*EXERCISE BRIEF*. The required answer is a copy of each line in the entries below that includes "stats".

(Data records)
=== Section Start ===

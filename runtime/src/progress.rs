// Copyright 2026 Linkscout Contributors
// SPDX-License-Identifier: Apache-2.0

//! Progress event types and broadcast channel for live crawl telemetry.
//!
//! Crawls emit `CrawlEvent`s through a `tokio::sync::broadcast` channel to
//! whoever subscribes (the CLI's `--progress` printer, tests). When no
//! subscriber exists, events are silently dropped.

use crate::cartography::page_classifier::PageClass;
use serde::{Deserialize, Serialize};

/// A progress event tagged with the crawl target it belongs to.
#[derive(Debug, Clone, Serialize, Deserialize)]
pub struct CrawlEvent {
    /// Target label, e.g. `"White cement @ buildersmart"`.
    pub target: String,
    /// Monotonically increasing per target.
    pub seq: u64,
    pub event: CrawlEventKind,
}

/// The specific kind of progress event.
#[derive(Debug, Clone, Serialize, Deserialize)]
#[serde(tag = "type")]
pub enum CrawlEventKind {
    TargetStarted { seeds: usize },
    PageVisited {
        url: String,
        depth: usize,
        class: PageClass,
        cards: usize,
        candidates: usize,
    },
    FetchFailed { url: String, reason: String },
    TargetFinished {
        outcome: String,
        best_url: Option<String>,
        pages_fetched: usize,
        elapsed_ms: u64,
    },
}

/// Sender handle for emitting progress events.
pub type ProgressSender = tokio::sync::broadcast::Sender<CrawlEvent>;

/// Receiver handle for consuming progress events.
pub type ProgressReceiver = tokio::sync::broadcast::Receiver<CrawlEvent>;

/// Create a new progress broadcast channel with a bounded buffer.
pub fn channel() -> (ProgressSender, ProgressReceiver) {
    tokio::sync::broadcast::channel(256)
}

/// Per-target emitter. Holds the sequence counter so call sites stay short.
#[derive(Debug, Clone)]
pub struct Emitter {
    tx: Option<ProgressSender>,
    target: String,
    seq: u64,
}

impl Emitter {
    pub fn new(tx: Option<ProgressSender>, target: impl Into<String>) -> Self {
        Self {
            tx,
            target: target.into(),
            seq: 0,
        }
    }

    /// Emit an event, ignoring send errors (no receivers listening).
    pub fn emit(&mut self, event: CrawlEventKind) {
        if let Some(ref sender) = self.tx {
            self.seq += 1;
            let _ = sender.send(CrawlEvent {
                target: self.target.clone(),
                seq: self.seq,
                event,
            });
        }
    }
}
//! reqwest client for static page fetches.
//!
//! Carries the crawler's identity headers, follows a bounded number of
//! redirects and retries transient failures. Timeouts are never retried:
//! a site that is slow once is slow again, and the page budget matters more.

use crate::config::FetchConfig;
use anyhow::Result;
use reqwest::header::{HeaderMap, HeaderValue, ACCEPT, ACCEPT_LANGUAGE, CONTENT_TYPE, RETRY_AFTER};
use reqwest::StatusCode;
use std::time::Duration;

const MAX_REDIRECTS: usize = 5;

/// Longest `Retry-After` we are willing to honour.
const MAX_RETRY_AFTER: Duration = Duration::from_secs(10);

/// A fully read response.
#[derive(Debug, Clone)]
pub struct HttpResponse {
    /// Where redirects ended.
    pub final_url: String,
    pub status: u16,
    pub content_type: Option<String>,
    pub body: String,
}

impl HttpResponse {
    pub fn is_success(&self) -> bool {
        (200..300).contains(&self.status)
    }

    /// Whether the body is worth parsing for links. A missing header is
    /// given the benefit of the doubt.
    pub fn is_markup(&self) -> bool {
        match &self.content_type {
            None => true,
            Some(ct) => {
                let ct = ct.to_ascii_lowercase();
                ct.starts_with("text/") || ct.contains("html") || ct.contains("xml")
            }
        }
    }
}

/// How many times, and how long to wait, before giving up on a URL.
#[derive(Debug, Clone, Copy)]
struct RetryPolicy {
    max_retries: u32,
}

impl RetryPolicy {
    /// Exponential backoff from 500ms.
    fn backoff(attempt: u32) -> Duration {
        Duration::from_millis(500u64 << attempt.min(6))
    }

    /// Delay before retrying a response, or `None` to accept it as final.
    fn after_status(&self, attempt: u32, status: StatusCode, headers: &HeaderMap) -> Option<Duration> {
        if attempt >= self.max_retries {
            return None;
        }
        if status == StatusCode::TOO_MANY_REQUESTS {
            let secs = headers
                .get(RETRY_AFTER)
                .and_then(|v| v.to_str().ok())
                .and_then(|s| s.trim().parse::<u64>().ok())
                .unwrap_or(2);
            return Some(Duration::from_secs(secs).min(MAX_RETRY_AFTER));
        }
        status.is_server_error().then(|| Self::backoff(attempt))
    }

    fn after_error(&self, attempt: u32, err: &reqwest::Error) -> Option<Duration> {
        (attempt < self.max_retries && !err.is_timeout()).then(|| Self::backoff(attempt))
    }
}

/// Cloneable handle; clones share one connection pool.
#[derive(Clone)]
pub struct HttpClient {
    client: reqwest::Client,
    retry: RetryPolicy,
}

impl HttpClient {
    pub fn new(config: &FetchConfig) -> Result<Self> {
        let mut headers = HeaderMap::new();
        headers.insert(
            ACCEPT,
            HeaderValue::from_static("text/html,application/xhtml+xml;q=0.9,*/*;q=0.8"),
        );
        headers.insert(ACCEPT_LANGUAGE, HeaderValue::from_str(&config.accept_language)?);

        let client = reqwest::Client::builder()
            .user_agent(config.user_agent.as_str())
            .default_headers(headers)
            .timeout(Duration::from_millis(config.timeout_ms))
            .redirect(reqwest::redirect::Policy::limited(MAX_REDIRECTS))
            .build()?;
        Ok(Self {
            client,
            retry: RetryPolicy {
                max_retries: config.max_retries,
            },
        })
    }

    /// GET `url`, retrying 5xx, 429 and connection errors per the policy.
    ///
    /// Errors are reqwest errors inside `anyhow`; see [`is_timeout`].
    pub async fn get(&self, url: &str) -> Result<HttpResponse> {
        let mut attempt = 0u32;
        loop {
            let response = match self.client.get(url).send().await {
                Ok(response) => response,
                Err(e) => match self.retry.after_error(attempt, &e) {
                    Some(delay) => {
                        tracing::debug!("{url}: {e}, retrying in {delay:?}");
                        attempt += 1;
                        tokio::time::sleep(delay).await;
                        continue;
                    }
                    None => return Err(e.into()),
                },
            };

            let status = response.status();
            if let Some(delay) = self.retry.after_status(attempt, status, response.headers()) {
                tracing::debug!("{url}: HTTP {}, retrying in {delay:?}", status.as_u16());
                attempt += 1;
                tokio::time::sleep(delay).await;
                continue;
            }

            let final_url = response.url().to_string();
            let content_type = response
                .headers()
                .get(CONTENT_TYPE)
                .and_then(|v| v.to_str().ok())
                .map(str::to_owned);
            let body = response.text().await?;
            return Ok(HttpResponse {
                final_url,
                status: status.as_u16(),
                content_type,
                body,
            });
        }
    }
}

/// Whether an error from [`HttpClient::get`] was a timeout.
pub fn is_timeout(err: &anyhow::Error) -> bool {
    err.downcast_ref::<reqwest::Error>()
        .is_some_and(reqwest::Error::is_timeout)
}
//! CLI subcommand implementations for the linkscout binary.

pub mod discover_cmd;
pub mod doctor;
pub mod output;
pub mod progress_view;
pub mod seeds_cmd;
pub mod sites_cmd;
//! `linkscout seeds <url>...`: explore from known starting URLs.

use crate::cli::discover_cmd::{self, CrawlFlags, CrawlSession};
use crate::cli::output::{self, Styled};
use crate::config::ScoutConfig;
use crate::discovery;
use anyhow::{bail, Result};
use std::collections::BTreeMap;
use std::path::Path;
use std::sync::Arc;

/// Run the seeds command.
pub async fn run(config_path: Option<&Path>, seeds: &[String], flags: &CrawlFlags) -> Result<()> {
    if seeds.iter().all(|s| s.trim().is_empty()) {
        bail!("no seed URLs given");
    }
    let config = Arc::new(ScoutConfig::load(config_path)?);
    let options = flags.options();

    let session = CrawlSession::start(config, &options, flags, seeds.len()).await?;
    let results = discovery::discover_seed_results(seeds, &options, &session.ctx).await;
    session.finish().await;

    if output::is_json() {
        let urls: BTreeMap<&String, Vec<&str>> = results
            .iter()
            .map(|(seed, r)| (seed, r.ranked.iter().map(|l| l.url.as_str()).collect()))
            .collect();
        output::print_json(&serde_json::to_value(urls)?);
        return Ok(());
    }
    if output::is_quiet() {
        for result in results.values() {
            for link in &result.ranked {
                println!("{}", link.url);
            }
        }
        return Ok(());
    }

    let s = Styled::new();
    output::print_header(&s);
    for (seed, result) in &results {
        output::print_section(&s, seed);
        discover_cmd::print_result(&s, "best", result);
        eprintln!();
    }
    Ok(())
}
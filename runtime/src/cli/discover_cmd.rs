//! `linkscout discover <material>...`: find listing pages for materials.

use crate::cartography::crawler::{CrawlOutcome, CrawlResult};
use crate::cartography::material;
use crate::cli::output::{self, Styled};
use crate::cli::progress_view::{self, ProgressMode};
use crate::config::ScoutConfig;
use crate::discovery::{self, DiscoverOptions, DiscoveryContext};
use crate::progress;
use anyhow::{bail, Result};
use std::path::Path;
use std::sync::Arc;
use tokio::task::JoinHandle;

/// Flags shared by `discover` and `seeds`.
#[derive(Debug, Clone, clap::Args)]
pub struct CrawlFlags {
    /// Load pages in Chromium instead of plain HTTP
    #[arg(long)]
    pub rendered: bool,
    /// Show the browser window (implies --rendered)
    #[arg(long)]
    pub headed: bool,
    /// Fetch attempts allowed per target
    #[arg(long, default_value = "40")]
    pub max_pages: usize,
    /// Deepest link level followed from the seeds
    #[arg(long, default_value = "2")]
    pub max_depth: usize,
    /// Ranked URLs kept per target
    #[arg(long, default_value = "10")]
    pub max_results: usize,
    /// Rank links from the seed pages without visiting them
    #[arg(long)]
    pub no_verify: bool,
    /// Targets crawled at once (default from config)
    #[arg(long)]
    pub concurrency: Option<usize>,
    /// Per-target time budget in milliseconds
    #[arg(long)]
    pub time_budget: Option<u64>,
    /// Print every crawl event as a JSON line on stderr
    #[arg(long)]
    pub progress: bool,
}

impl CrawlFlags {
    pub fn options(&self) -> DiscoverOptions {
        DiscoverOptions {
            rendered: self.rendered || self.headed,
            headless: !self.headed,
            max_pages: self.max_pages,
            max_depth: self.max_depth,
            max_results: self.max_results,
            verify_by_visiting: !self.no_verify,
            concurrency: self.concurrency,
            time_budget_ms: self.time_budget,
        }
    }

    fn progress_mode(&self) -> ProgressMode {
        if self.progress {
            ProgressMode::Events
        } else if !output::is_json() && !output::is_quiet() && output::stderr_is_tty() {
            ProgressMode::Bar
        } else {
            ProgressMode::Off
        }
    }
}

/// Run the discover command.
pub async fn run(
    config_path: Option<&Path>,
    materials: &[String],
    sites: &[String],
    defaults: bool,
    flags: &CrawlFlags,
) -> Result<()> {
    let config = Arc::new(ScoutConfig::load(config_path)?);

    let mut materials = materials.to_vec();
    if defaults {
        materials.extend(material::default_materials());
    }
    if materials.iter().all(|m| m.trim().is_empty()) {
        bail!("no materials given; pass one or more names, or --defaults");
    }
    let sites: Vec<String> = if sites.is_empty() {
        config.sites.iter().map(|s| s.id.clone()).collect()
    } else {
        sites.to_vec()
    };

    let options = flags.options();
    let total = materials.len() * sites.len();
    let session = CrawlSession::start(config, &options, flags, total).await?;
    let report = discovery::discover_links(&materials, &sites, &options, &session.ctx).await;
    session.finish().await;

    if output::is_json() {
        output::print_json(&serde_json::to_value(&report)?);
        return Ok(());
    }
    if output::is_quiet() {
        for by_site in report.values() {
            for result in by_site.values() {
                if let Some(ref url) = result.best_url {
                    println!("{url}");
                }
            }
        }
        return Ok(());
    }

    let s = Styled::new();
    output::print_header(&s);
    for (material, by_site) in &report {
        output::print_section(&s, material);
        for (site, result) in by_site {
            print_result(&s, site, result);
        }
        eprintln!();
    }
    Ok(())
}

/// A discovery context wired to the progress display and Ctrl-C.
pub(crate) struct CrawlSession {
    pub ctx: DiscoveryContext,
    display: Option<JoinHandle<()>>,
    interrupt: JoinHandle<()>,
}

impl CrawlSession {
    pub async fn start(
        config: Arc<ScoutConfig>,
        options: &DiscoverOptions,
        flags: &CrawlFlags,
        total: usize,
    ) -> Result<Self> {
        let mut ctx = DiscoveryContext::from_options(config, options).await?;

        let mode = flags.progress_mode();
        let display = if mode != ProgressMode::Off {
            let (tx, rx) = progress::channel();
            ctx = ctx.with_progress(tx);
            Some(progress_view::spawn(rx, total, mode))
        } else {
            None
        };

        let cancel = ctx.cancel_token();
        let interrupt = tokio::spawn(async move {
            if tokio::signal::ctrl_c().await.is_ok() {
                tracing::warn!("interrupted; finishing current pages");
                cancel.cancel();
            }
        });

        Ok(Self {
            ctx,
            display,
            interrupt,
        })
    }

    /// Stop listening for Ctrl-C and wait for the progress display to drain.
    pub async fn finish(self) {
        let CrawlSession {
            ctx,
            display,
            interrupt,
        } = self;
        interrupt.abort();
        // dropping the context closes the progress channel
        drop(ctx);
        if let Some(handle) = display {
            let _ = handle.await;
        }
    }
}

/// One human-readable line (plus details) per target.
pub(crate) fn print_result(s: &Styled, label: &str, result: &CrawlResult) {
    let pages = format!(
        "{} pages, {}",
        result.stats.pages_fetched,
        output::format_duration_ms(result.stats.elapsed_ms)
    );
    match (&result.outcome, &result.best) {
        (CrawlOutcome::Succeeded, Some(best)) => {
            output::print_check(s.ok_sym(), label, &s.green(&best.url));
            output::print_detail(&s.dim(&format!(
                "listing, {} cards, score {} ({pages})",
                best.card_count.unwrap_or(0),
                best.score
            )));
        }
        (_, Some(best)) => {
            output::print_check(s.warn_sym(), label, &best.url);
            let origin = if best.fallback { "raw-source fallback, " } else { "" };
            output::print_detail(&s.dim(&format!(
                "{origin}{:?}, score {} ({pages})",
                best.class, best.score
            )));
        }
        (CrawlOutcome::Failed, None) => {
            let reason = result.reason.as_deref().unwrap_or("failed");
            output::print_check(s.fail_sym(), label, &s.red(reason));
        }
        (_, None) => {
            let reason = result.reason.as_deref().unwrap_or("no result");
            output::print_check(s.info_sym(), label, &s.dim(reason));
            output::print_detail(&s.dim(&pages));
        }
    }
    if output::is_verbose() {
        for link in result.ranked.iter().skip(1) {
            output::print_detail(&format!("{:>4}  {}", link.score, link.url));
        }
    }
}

=== Section End ===

*EXERCISE RESULT*.
        result.stats.pages_fetched,
        output::format_duration_ms(result.stats.elapsed_ms)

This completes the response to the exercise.